● Available data:

****************

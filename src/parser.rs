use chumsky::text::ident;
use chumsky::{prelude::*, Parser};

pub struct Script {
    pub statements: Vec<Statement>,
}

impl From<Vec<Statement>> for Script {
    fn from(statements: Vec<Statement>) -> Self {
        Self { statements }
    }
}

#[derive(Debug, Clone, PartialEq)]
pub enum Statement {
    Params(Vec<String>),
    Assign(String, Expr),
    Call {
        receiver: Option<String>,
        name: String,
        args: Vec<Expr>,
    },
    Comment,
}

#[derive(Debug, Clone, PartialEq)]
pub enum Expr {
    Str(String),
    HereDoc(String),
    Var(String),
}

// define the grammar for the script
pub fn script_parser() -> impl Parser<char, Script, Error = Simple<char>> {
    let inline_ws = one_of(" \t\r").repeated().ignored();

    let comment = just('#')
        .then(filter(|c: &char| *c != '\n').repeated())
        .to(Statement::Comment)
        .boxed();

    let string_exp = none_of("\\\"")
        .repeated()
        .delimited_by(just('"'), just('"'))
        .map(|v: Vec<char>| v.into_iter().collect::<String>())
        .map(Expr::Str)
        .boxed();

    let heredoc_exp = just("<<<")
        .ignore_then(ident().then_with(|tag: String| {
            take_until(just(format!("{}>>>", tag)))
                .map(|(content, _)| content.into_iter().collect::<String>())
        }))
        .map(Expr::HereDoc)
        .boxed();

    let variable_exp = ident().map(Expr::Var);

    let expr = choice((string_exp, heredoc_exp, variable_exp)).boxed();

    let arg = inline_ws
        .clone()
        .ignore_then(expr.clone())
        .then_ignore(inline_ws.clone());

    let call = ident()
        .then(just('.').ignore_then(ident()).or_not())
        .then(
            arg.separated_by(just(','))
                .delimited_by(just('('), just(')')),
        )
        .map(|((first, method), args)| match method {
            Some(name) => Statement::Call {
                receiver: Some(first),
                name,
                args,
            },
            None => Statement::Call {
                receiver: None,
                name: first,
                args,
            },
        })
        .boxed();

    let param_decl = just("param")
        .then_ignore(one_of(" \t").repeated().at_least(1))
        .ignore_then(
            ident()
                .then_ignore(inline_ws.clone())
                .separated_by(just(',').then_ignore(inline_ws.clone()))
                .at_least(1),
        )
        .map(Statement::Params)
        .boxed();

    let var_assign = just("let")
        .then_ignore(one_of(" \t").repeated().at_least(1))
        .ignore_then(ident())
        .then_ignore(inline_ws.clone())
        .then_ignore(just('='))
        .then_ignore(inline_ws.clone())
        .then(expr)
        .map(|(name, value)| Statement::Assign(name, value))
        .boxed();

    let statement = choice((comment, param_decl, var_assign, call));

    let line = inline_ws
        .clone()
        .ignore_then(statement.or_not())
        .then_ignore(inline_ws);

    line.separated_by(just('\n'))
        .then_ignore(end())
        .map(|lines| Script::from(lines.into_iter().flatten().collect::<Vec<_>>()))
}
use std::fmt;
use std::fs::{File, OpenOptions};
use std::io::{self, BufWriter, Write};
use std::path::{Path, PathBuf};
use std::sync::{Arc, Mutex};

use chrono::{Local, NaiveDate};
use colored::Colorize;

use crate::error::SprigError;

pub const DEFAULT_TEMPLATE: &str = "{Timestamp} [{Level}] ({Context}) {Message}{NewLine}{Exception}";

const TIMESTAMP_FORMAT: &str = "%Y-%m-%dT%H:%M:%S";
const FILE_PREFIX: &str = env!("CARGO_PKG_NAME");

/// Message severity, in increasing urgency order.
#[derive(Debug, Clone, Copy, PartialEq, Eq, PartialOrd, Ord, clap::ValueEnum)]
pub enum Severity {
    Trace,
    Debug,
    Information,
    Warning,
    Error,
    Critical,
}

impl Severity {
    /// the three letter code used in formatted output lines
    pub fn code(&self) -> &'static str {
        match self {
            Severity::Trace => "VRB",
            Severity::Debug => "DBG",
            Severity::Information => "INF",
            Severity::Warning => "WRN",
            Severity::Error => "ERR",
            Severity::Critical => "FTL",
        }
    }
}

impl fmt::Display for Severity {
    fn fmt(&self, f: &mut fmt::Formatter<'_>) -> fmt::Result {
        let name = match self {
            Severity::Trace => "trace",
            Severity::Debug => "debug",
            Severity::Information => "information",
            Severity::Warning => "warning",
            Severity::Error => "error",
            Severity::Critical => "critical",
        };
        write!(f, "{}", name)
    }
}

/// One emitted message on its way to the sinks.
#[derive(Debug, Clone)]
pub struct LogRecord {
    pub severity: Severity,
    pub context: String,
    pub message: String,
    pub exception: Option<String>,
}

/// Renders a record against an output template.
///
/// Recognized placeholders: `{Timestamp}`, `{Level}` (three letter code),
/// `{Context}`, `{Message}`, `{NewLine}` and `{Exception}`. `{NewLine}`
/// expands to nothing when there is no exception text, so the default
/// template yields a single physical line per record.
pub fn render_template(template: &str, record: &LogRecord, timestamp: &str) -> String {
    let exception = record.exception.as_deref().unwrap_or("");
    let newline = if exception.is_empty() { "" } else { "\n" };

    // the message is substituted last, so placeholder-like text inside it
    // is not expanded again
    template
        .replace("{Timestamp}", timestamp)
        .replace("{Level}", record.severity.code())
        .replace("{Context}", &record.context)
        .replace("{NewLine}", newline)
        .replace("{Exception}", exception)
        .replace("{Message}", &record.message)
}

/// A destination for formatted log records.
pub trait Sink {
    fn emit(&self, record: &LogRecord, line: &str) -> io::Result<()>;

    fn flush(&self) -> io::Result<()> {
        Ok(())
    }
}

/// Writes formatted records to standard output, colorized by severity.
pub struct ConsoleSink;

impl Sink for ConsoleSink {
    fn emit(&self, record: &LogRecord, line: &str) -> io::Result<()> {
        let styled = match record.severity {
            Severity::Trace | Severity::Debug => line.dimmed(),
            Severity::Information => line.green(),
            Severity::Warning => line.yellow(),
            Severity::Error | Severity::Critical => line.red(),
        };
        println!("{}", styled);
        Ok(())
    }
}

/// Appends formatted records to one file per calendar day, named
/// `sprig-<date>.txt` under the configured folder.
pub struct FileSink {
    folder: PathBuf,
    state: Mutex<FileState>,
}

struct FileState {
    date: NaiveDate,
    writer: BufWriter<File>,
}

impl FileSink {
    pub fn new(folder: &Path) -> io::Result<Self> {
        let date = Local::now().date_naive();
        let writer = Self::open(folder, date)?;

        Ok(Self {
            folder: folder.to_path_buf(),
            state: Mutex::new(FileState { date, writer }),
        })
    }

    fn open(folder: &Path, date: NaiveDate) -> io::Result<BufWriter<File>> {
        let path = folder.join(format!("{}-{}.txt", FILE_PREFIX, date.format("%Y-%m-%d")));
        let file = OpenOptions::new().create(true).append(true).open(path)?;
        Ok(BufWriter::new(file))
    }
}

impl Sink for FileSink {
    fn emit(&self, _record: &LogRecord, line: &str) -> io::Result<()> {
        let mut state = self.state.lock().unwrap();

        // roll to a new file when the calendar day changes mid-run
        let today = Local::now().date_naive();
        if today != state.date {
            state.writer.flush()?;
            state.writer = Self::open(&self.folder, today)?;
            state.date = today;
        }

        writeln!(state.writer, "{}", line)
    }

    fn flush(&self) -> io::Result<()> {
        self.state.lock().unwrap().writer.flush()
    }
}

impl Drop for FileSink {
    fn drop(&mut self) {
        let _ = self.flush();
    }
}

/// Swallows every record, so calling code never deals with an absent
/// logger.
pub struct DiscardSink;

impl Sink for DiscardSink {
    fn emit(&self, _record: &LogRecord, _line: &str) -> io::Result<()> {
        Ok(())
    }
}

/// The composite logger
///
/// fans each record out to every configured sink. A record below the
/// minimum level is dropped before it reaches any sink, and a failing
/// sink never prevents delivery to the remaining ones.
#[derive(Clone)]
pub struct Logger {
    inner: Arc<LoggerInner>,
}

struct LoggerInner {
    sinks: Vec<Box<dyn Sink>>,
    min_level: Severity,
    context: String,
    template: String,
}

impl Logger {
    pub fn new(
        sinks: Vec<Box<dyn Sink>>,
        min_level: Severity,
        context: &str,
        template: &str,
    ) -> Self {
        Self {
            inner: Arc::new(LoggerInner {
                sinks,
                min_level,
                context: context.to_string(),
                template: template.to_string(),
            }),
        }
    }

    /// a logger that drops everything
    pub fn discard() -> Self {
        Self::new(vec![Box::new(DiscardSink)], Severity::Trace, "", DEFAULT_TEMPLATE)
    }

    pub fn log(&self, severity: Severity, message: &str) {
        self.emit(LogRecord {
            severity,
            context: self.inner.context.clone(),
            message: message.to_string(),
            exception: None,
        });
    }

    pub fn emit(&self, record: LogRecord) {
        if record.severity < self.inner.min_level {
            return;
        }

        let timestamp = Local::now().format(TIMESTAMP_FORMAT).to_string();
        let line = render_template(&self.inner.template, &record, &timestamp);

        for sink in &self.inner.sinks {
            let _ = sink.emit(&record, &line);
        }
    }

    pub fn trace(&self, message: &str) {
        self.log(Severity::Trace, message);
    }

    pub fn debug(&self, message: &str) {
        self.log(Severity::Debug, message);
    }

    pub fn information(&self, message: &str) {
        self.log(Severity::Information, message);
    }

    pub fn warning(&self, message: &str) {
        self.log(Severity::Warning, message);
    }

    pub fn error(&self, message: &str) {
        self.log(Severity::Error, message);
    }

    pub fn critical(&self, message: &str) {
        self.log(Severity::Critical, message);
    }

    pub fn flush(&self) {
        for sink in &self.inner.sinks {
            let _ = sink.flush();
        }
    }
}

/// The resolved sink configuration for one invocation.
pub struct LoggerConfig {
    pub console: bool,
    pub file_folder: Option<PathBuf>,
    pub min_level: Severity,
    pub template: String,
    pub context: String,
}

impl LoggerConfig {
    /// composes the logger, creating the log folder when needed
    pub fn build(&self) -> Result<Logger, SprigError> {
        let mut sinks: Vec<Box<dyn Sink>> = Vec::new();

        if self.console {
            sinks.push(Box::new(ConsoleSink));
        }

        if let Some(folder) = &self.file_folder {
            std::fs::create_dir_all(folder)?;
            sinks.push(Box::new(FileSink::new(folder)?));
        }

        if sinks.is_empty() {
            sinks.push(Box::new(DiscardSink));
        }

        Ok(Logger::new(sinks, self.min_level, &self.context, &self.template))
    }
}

****************

● Description of the task:
Return each line in the records that holds the string "formatted".

● Exercise result:
    /// the three letter code used in formatted output lines
/// A destination for formatted log records.
/// Writes formatted records to standard output, colorized by severity.
/// Appends formatted records to one file per calendar day, named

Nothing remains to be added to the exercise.